What the task requires: Please retype every entry below, keeping it exactly the same.

(Stored records)
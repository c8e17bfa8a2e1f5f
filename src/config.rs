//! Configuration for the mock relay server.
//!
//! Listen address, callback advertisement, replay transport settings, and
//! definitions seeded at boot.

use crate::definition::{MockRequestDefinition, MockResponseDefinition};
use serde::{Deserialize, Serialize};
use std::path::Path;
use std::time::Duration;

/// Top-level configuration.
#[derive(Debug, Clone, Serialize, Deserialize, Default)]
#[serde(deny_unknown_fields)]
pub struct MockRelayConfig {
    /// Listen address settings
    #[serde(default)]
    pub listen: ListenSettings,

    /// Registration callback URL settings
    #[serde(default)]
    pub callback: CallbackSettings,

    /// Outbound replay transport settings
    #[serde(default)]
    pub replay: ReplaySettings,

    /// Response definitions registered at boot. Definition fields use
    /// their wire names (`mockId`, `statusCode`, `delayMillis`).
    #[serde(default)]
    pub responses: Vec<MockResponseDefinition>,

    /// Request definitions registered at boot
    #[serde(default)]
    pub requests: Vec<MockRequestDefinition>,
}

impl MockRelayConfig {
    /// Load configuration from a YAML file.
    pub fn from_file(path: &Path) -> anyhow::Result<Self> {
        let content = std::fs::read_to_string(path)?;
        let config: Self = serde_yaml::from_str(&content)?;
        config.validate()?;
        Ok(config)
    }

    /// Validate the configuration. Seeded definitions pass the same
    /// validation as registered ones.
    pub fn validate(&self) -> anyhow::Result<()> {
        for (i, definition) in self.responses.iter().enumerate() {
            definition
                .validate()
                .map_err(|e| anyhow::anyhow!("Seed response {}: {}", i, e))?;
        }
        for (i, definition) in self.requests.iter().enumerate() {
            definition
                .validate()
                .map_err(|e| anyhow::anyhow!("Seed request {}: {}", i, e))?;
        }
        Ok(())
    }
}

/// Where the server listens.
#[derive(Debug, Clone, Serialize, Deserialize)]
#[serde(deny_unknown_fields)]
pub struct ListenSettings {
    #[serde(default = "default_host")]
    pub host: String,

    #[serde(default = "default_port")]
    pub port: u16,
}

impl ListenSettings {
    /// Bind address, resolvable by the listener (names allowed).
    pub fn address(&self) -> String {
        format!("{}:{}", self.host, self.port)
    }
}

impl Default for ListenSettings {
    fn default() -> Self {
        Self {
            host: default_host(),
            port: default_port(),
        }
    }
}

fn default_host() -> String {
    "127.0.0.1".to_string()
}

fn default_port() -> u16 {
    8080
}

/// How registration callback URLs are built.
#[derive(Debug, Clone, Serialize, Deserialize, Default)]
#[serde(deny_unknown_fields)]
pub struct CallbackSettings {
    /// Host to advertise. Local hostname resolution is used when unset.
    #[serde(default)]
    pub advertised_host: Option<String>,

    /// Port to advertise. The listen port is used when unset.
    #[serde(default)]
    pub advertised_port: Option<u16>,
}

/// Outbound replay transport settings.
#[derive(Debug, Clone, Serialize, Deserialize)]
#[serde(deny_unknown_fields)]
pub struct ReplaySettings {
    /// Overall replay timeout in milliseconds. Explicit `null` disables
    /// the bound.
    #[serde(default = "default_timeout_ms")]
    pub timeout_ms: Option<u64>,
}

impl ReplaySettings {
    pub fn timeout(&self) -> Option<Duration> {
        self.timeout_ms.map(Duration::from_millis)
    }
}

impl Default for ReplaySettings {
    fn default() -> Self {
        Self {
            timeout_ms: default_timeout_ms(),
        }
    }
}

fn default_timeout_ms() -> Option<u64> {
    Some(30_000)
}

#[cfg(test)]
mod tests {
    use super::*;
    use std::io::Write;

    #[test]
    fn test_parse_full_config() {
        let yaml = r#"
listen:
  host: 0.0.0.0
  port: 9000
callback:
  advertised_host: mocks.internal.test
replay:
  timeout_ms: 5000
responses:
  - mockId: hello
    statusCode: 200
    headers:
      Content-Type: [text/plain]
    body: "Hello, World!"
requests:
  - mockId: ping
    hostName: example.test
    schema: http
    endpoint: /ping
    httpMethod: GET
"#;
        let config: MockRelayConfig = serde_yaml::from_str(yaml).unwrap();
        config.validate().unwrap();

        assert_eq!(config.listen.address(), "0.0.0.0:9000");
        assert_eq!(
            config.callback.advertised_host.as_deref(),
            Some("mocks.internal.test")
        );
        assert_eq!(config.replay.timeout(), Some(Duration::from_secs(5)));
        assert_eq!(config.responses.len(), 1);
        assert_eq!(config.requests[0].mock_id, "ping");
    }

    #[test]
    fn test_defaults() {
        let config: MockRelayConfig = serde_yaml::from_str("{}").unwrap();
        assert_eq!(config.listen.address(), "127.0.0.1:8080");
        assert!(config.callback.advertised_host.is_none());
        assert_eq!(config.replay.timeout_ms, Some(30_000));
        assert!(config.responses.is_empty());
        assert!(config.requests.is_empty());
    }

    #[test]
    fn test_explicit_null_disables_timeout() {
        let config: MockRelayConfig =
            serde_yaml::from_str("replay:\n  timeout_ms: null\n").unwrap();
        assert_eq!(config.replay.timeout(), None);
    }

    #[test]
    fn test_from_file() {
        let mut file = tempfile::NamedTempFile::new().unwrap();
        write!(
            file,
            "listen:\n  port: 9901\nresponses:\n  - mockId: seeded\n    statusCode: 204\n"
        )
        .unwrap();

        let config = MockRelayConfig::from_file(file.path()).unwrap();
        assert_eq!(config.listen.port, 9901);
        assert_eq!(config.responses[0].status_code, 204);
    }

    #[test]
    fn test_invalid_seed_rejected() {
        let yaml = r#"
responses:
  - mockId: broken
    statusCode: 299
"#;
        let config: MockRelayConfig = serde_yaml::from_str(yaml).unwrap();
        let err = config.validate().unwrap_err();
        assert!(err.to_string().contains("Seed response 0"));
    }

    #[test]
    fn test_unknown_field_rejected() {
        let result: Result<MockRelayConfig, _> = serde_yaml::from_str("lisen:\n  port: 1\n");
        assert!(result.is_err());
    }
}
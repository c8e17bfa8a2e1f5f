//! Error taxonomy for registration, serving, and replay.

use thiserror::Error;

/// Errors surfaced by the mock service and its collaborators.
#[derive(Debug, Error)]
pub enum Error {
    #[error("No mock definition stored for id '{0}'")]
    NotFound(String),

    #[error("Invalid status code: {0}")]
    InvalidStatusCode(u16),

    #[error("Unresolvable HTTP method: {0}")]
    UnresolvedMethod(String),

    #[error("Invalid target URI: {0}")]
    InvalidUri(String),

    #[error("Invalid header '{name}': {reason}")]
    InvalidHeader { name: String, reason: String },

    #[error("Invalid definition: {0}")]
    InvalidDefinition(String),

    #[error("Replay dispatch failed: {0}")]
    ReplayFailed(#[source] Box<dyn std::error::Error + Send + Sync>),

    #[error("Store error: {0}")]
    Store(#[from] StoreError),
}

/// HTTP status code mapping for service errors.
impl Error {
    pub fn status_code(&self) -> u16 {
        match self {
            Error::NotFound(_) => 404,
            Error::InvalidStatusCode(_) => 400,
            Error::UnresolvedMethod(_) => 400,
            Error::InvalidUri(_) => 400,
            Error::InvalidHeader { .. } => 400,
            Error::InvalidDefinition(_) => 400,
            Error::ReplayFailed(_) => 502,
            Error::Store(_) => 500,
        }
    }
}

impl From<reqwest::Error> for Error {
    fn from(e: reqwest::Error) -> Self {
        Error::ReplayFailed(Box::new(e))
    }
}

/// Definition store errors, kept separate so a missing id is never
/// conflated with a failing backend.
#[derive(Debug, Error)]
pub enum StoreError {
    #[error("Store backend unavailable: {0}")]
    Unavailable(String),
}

Response:
repository c8e17bfa8a2e1f5f
filename src/config.rs
//! Configuration for the mock relay server.
//!
//! Listen address, callback advertisement, replay transport settings, and
//! definitions seeded at boot.

use crate::definition::{MockRequestDefinition, MockResponseDefinition};
use serde::{Deserialize, Serialize};
use std::path::Path;
use std::time::Duration;

/// Top-level configuration.
#[derive(Debug, Clone, Serialize, Deserialize, Default)]
#[serde(deny_unknown_fields)]
pub struct MockRelayConfig {
    /// Listen address settings
    #[serde(default)]
    pub listen: ListenSettings,

    /// Registration callback URL settings
    #[serde(default)]
    pub callback: CallbackSettings,

    /// Outbound replay transport settings
    #[serde(default)]
    pub replay: ReplaySettings,

    /// Response definitions registered at boot. Definition fields use
    /// their wire names (`mockId`, `statusCode`, `delayMillis`).
    #[serde(default)]
    pub responses: Vec<MockResponseDefinition>,

    /// Request definitions registered at boot
    #[serde(default)]
    pub requests: Vec<MockRequestDefinition>,
}

impl MockRelayConfig {
    /// Load configuration from a YAML file.
    pub fn from_file(path: &Path) -> anyhow::Result<Self> {
        let content = std::fs::read_to_string(path)?;
        let config: Self = serde_yaml::from_str(&content)?;
        config.validate()?;
        Ok(config)
    }

    /// Validate the configuration. Seeded definitions pass the same
    /// validation as registered ones.
    pub fn validate(&self) -> anyhow::Result<()> {
        for (i, definition) in self.responses.iter().enumerate() {
            definition
                .validate()
                .map_err(|e| anyhow::anyhow!("Seed response {}: {}", i, e))?;
        }
        for (i, definition) in self.requests.iter().enumerate() {
            definition
                .validate()
                .map_err(|e| anyhow::anyhow!("Seed request {}: {}", i, e))?;
        }
        Ok(())
    }
}

/// Where the server listens.
#[derive(Debug, Clone, Serialize, Deserialize)]
#[serde(deny_unknown_fields)]
pub struct ListenSettings {
    #[serde(default = "default_host")]
    pub host: String,

    #[serde(default = "default_port")]
    pub port: u16,
}

impl ListenSettings {
    /// Bind address, resolvable by the listener (names allowed).
    pub fn address(&self) -> String {
        format!("{}:{}", self.host, self.port)
    }
}

impl Default for ListenSettings {
    fn default() -> Self {
        Self {
            host: default_host(),
            port: default_port(),
        }
    }
}

fn default_host() -> String {
    "127.0.0.1".to_string()
}

fn default_port() -> u16 {
    8080
}

/// How registration callback URLs are built.
#[derive(Debug, Clone, Serialize, Deserialize, Default)]
#[serde(deny_unknown_fields)]
pub struct CallbackSettings {
    /// Host to advertise. Local hostname resolution is used when unset.
    #[serde(default)]
    pub advertised_host: Option<String>,

    /// Port to advertise. The listen port is used when unset.
    #[serde(default)]
    pub advertised_port: Option<u16>,
}

/// Outbound replay transport settings.
#[derive(Debug, Clone, Serialize, Deserialize)]
#[serde(deny_unknown_fields)]
pub struct ReplaySettings {
    /// Overall replay timeout in milliseconds. Explicit `null` disables
    /// the bound.
    #[serde(default = "default_timeout_ms")]
    pub timeout_ms: Option<u64>,
}

impl ReplaySettings {
    pub fn timeout(&self) -> Option<Duration> {
        self.timeout_ms.map(Duration::from_millis)
    }
}

impl Default for ReplaySettings {
    fn default() -> Self {
        Self {
            timeout_ms: default_timeout_ms(),
        }
    }
}

fn default_timeout_ms() -> Option<u64> {
    Some(30_000)
}

#[cfg(test)]
mod tests {
    use super::*;
    use std::io::Write;

    #[test]
    fn test_parse_full_config() {
        let yaml = r#"
listen:
  host: 0.0.0.0
  port: 9000
callback:
  advertised_host: mocks.internal.test
replay:
  timeout_ms: 5000
responses:
  - mockId: hello
    statusCode: 200
    headers:
      Content-Type: [text/plain]
    body: "Hello, World!"
requests:
  - mockId: ping
    hostName: example.test
    schema: http
    endpoint: /ping
    httpMethod: GET
"#;
        let config: MockRelayConfig = serde_yaml::from_str(yaml).unwrap();
        config.validate().unwrap();

        assert_eq!(config.listen.address(), "0.0.0.0:9000");
        assert_eq!(
            config.callback.advertised_host.as_deref(),
            Some("mocks.internal.test")
        );
        assert_eq!(config.replay.timeout(), Some(Duration::from_secs(5)));
        assert_eq!(config.responses.len(), 1);
        assert_eq!(config.requests[0].mock_id, "ping");
    }

    #[test]
    fn test_defaults() {
        let config: MockRelayConfig = serde_yaml::from_str("{}").unwrap();
        assert_eq!(config.listen.address(), "127.0.0.1:8080");
        assert!(config.callback.advertised_host.is_none());
        assert_eq!(config.replay.timeout_ms, Some(30_000));
        assert!(config.responses.is_empty());
        assert!(config.requests.is_empty());
    }

    #[test]
    fn test_explicit_null_disables_timeout() {
        let config: MockRelayConfig =
            serde_yaml::from_str("replay:\n  timeout_ms: null\n").unwrap();
        assert_eq!(config.replay.timeout(), None);
    }

    #[test]
    fn test_from_file() {
        let mut file = tempfile::NamedTempFile::new().unwrap();
        write!(
            file,
            "listen:\n  port: 9901\nresponses:\n  - mockId: seeded\n    statusCode: 204\n"
        )
        .unwrap();

        let config = MockRelayConfig::from_file(file.path()).unwrap();
        assert_eq!(config.listen.port, 9901);
        assert_eq!(config.responses[0].status_code, 204);
    }

    #[test]
    fn test_invalid_seed_rejected() {
        let yaml = r#"
responses:
  - mockId: broken
    statusCode: 299
"#;
        let config: MockRelayConfig = serde_yaml::from_str(yaml).unwrap();
        let err = config.validate().unwrap_err();
        assert!(err.to_string().contains("Seed response 0"));
    }

    #[test]
    fn test_unknown_field_rejected() {
        let result: Result<MockRelayConfig, _> = serde_yaml::from_str("lisen:\n  port: 1\n");
        assert!(result.is_err());
    }
}
repository c8e17bfa8a2e1f5f
//! Error taxonomy for registration, serving, and replay.

use thiserror::Error;

/// Errors surfaced by the mock service and its collaborators.
#[derive(Debug, Error)]
pub enum Error {
    #[error("No mock definition stored for id '{0}'")]
    NotFound(String),

    #[error("Invalid status code: {0}")]
    InvalidStatusCode(u16),

    #[error("Unresolvable HTTP method: {0}")]
    UnresolvedMethod(String),

    #[error("Invalid target URI: {0}")]
    InvalidUri(String),

    #[error("Invalid header '{name}': {reason}")]
    InvalidHeader { name: String, reason: String },

    #[error("Invalid definition: {0}")]
    InvalidDefinition(String),

    #[error("Replay dispatch failed: {0}")]
    ReplayFailed(#[source] Box<dyn std::error::Error + Send + Sync>),

    #[error("Store error: {0}")]
    Store(#[from] StoreError),
}

/// HTTP status code mapping for service errors.
impl Error {
    pub fn status_code(&self) -> u16 {
        match self {
            Error::NotFound(_) => 404,
            Error::InvalidStatusCode(_) => 400,
            Error::UnresolvedMethod(_) => 400,
            Error::InvalidUri(_) => 400,
            Error::InvalidHeader { .. } => 400,
            Error::InvalidDefinition(_) => 400,
            Error::ReplayFailed(_) => 502,
            Error::Store(_) => 500,
        }
    }
}

impl From<reqwest::Error> for Error {
    fn from(e: reqwest::Error) -> Self {
        Error::ReplayFailed(Box::new(e))
    }
}

/// Definition store errors, kept separate so a missing id is never
/// conflated with a failing backend.
#[derive(Debug, Error)]
pub enum StoreError {
    #[error("Store backend unavailable: {0}")]
    Unavailable(String),
}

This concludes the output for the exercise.